By Eamonn Brady MPSI
Osteoarthritis
What is osteoarthritis?
Osteoarthritis is by far the most common form of arthritis. Unlike rheumatoid arthritis which is caused by inflammation, osteoarthritis is considered to be caused by ageing and long-term wear-and-tear in the joints. After years of use, the cartilage that cushions the joints can break down, until bone rubs against bone. Osteoarthritis is rarely as crippling as rheumatoid arthritis, but it can have a big impact on a person's life. It can make it hard to do every day activities like getting dressed and walking up the stairs. It most commonly affects the knees, hands, hips and spine. It does not affect both sides equally and symmetrically as commonly as rheumatoid arthritis. It causes more mobility disability in people over 65 than any other condition. Mobility disability means needing help walking or going up the stairs. Over a period of one year, about a quarter of people over 55 suffer from persistent knee pain. Osteoarthritis is the cause of knee pain in over half of people over 55. The condition is the number one reason for joint-replacement surgery. It can take decades for enough cartilage to wear down to cause osteoarthritis. It occurs mostly in men after the age of 50 and in women after the age of 40. Women develop osteoarthritis mostly after menopause. After menopause, women are twice as likely as men of the same age to develop the condition. Being overweight and a family history of arthritis makes you more prone to the condition. What happens?

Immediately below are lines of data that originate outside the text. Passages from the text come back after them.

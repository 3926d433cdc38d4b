pub mod controller_handler;
pub mod types;

pub use controller_handler::Controller;
pub use types::{ArtifactImage, Status, TimelineEntry};
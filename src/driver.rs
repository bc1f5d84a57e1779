//! The driver loop: sample input, tick the scheduler, flush, pace.
//!
//! Generic over the key source and the display so whole runs can be played
//! back in tests without a terminal.

use std::rc::Rc;
use std::thread;
use std::time::{Duration, Instant};

use anyhow::Result;
use tracing::info;

use crate::config::{Config, PILOT_FRAME_ORDER};
use crate::core::{
    Canvas, Display, FrameArt, FrameCycle, Pilot, Scheduler, Shot, SimpleRng, TickOutcome,
    Twinkle,
};
use crate::input::{InputState, KeySource};
use crate::types::{Position, STAR_COUNT_MAX, STAR_COUNT_MIN, STAR_GLYPHS};

/// Why a run ended.
#[derive(Debug, Clone, Copy, PartialEq, Eq)]
pub enum ExitReason {
    /// The required shot left the grid.
    ShotLanded,
    /// A quit key was pressed.
    Quit,
}

pub struct Driver<S, D> {
    input: InputState<S>,
    display: D,
    canvas: Canvas,
    scheduler: Scheduler,
    tick: Duration,
}

impl<S, D> Driver<S, D>
where
    S: KeySource,
    D: Display<Error = anyhow::Error>,
{
    /// Size the canvas to `display` and register the starting units.
    pub fn new(config: &Config, frames: &[Rc<FrameArt>], keys: S, display: D) -> Result<Self> {
        let (rows, columns) = display.grid_size()?;
        let mut canvas = Canvas::new(rows, columns);
        canvas.draw_border();

        let mut rng = SimpleRng::new(config.seed);
        let mut scheduler = Scheduler::new();
        let stars = populate(&mut scheduler, &canvas, config, frames, &mut rng)?;

        info!(
            rows,
            columns,
            stars,
            seed = config.seed,
            tick_ms = config.tick.as_millis() as u64,
            "scene ready"
        );

        Ok(Self {
            input: InputState::new(keys),
            display,
            canvas,
            scheduler,
            tick: config.tick,
        })
    }

    /// One tick: sample, advance, flush. `Some` when the run is over.
    pub fn step(&mut self) -> Result<Option<ExitReason>> {
        let movement = self.input.sample()?;
        if self.input.quit_requested() {
            return Ok(Some(ExitReason::Quit));
        }

        let outcome = self.scheduler.tick(&mut self.canvas, movement);
        self.canvas.flush(&mut self.display)?;

        match outcome {
            TickOutcome::Running => Ok(None),
            TickOutcome::Finished => Ok(Some(ExitReason::ShotLanded)),
        }
    }

    /// Step until the run ends, sleeping out the rest of each frame interval.
    pub fn run(&mut self) -> Result<ExitReason> {
        loop {
            let started = Instant::now();
            if let Some(reason) = self.step()? {
                info!(?reason, ticks = self.scheduler.ticks(), "run finished");
                return Ok(reason);
            }
            if let Some(rest) = self.tick.checked_sub(started.elapsed()) {
                thread::sleep(rest);
            }
        }
    }

    pub fn canvas(&self) -> &Canvas {
        &self.canvas
    }

    pub fn scheduler(&self) -> &Scheduler {
        &self.scheduler
    }

    pub fn display(&self) -> &D {
        &self.display
    }

    pub fn keys_mut(&mut self) -> &mut S {
        self.input.source_mut()
    }
}

/// Register stars, then the shot, then the pilot. Returns the star count.
///
/// Stars sit strictly inside the border. The shot leaves from just above the
/// pilot's nose, both centered horizontally.
pub fn populate(
    scheduler: &mut Scheduler,
    canvas: &Canvas,
    config: &Config,
    frames: &[Rc<FrameArt>],
    rng: &mut SimpleRng,
) -> Result<u32> {
    let rows = canvas.rows() as u32;
    let columns = canvas.columns() as u32;

    let mut stars = config
        .star_count
        .unwrap_or_else(|| rng.next_inclusive(STAR_COUNT_MIN, STAR_COUNT_MAX));
    if rows < 3 || columns < 3 {
        stars = 0;
    }
    for _ in 0..stars {
        let row = rng.next_inclusive(1, rows - 2);
        let column = rng.next_inclusive(1, columns - 2);
        let glyph = rng.choose(&STAR_GLYPHS);
        scheduler.register(Twinkle::new(
            Position::new(row as f64, column as f64),
            glyph,
            rng,
        ));
    }

    let cycle = FrameCycle::from_order(frames, &PILOT_FRAME_ORDER)?;
    let width = frames.first().map_or(0, |f| f.columns()) as f64;
    let mid_row = (rows / 2) as f64;
    let mid_column = (columns / 2) as f64;

    let shot = Shot::new(Position::new(mid_row, mid_column));
    if config.exit_on_shot {
        scheduler.register_required(shot);
    } else {
        scheduler.register(shot);
    }

    let nose = Position::new(mid_row + 1.0, mid_column - (width / 2.0).floor());
    scheduler.register(Pilot::new(nose, cycle));

    Ok(stars)
}
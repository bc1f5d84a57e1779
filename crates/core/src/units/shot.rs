//! Projectile: a two-frame muzzle flash, then straight-line flight until it
//! leaves the grid interior.

use tracing::debug;

use crate::canvas::Canvas;
use crate::types::{Intensity, Movement, Position, SHOT_COLUMN_SPEED, SHOT_ROW_SPEED};

use super::Tickable;

const SPARK_GLYPH: char = '*';
const FLARE_GLYPH: char = 'O';

#[derive(Debug, Clone, Copy, PartialEq, Eq)]
pub enum ShotStage {
    /// First muzzle-flash frame.
    Spark,
    /// Second muzzle-flash frame.
    Flare,
    Flight,
    Dead,
}

#[derive(Debug, Clone)]
pub struct Shot {
    position: Position,
    velocity: Movement,
    glyph: char,
    stage: ShotStage,
    /// Cell drawn on the previous tick, erased on the next one.
    drawn_at: Option<Position>,
    flight_ticks: u32,
}

impl Shot {
    /// A shot fired upward from `start`.
    pub fn new(start: Position) -> Self {
        Self::with_velocity(start, Movement::new(SHOT_ROW_SPEED, SHOT_COLUMN_SPEED))
    }

    pub fn with_velocity(start: Position, velocity: Movement) -> Self {
        let glyph = if velocity.columns != 0.0 { '-' } else { '|' };
        Self {
            position: start,
            velocity,
            glyph,
            stage: ShotStage::Spark,
            drawn_at: None,
            flight_ticks: 0,
        }
    }

    pub fn position(&self) -> Position {
        self.position
    }

    pub fn glyph(&self) -> char {
        self.glyph
    }

    pub fn stage(&self) -> ShotStage {
        self.stage
    }

    /// Ticks spent in flight, counting the terminal one.
    pub fn flight_ticks(&self) -> u32 {
        self.flight_ticks
    }

    fn inside_interior(&self, canvas: &Canvas) -> bool {
        let max_row = canvas.rows() as f64 - 1.0;
        let max_column = canvas.columns() as f64 - 1.0;
        let Position { row, column } = self.position;
        0.0 < row && row < max_row && 0.0 < column && column < max_column
    }

    fn draw(&mut self, canvas: &mut Canvas, glyph: char) {
        canvas.draw_glyph(self.position.row, self.position.column, glyph, Intensity::Normal);
        self.drawn_at = Some(self.position);
    }
}

impl Tickable for Shot {
    fn advance(&mut self, canvas: &mut Canvas, _movement: Movement) {
        match self.stage {
            ShotStage::Spark => {
                self.draw(canvas, SPARK_GLYPH);
                self.stage = ShotStage::Flare;
            }
            ShotStage::Flare => {
                self.draw(canvas, FLARE_GLYPH);
                self.stage = ShotStage::Flight;
            }
            ShotStage::Flight => {
                if let Some(prev) = self.drawn_at.take() {
                    canvas.clear_glyph(prev.row, prev.column);
                }
                if self.flight_ticks == 0 {
                    canvas.ring_bell();
                    debug!(
                        row = self.position.row,
                        column = self.position.column,
                        "shot launched"
                    );
                }
                self.flight_ticks += 1;
                self.position = self.position.offset(self.velocity);

                if self.inside_interior(canvas) {
                    self.draw(canvas, self.glyph);
                } else {
                    self.stage = ShotStage::Dead;
                    debug!(ticks = self.flight_ticks, "shot left the grid");
                }
            }
            ShotStage::Dead => {}
        }
    }

    fn is_alive(&self) -> bool {
        self.stage != ShotStage::Dead
    }
}
//! Animation units: independently scripted behaviors advanced once per tick.
//!
//! Each unit keeps whatever state it needs between ticks (hold counters, frame
//! index, position, velocity) instead of blocking. A tick is one plain call to
//! [`Tickable::advance`].

pub mod pilot;
pub mod shot;
pub mod twinkle;

pub use pilot::{FrameCycle, Pilot};
pub use shot::{Shot, ShotStage};
pub use twinkle::{Twinkle, TWINKLE_PHASES};

use crate::canvas::Canvas;
use crate::types::Movement;

/// Something the scheduler can step.
pub trait Tickable {
    /// Advance exactly one tick, drawing on and erasing from `canvas`.
    fn advance(&mut self, canvas: &mut Canvas, movement: Movement);

    /// `false` once the unit has finished and should be pruned.
    fn is_alive(&self) -> bool {
        true
    }
}

/// The unit kinds the program runs.
#[derive(Debug, Clone)]
pub enum Unit {
    Twinkle(Twinkle),
    Shot(Shot),
    Pilot(Pilot),
}

impl Unit {
    pub fn kind(&self) -> &'static str {
        match self {
            Unit::Twinkle(_) => "twinkle",
            Unit::Shot(_) => "shot",
            Unit::Pilot(_) => "pilot",
        }
    }
}

impl Tickable for Unit {
    fn advance(&mut self, canvas: &mut Canvas, movement: Movement) {
        // Only the pilot is steered.
        match self {
            Unit::Twinkle(t) => t.advance(canvas, Movement::NONE),
            Unit::Shot(s) => s.advance(canvas, Movement::NONE),
            Unit::Pilot(p) => p.advance(canvas, movement),
        }
    }

    fn is_alive(&self) -> bool {
        match self {
            Unit::Twinkle(t) => t.is_alive(),
            Unit::Shot(s) => s.is_alive(),
            Unit::Pilot(p) => p.is_alive(),
        }
    }
}

impl From<Twinkle> for Unit {
    fn from(value: Twinkle) -> Self {
        Unit::Twinkle(value)
    }
}

impl From<Shot> for Unit {
    fn from(value: Shot) -> Self {
        Unit::Shot(value)
    }
}

impl From<Pilot> for Unit {
    fn from(value: Pilot) -> Self {
        Unit::Pilot(value)
    }
}

#[cfg(test)]
mod tests {
    use super::*;
    use crate::rng::SimpleRng;
    use crate::types::Position;

    #[test]
    fn movement_reaches_only_the_pilot() {
        let mut canvas = Canvas::new(10, 40);

        // A twinkle or shot handed a movement must not move.
        let mut shot = Unit::from(Shot::new(Position::new(5.0, 20.0)));
        shot.advance(&mut canvas, Movement::new(1.0, 2.0));
        match &shot {
            Unit::Shot(s) => assert_eq!(s.position(), Position::new(5.0, 20.0)),
            other => panic!("unexpected {}", other.kind()),
        }

        let mut star = Unit::from(Twinkle::new(Position::new(1.0, 1.0), '+', &mut SimpleRng::new(3)));
        star.advance(&mut canvas, Movement::new(1.0, 2.0));
        assert_eq!(canvas.get(1, 1).unwrap().ch, '+');
    }
}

Osteoarthritis occurs when the cartilage at the ends of bones becomes damaged. Cartilage is a hard, slippery and flexible substance that coats the end of a bone which allows it move smoothly against the next bone without rubbing together. When cartilage is damaged the affected bone tries to compensate and repair itself by thickening and growing out. These outgrowths are called “spurs” or osteophytes. However, these outgrowths in osteoarthritis grow abnormally and make the problem worse. The bone can grow into an abnormal shape making the joint unstable & painful. Risk Factors
The exact causes are unknown and it is not all due to ageing and wear and tear. Certain factors make it more likely:  Being over the age of forty  Women are more at risk than men  If you are overweight or obese as there is greater strain on the joints  Playing a lot of high impact sport (eg) Gaelic football and rugby By Eamonn Brady MPSI
 If you have an injury or an operation on a joint, you are more likely to have  There is some evidence it runs in families. However, it has less of a tendency to run in families than rheumatoid arthritis Symptoms
The main symptoms of osteoarthritis are pain and stiffness of the joints. The joints may also become swollen although this is less common than in rheumatoid arthritis. The pain is usually exacerbated by activity and relieved by rest. Unlike rheumatoid arthritis, where pain and stiffness tends to be worse in the morning, the pain of osteoarthritis tends to get worse throughout the day. With severe osteoarthritis, the sufferer can experience pain even at rest. The joints may not be able to move as easily as before. There may be a crunching feeling in the joints. Joints may make creaking sounds called crepitations. As osteoarthritis progresses, the joints may become misshapen and look knobbly, and they may become unstable. Muscle weakness may occur around the affected joints. Some people find that the symptoms are affected by changes in the weather or the amount of activity they do. Sometimes pain and stiffness can be more severe in the early stages, especially in women who develop osteoarthritis around the time of the menopause. It then tends to settle down over the next few years. Diagnosis
Unlike other forms of arthritis, there is no single test that can check for osteoarthritis, so a GP will ask about symptoms and examine the joint. He or she will look for bony outgrowths, swelling, creaking, instability and reduced movement of the joint. An X-ray can show up any narrowing within the joint or outgrowths of bone. X-rays only give limited information and in the early stages of osteoarthritis, joints may look normal. Treatment
Self-help
Certain actions can prevent and reduce the symptoms of osteoarthritis including losing any excess weight, wearing shock-absorbent shoes, using a walking stick and wearing a knee brace. Taking regular exercise is important as it keeps weight down and strengthens muscles which support the joints. Swimming is the best exercise for osteoarthritis as it strengthens muscles without putting strain on the joints. Walking and cycling are also beneficial. There is a lot of evidence that exercise helps osteoarthritis of the knee but there is less evidence that it helps osteoarthritis of the hip. By Eamonn Brady MPSI
Braces and orthotics- Knee braces can be very beneficial for those with instability of
the knee. A knee brace can take pressure of the knee joint and hence provide pain relief.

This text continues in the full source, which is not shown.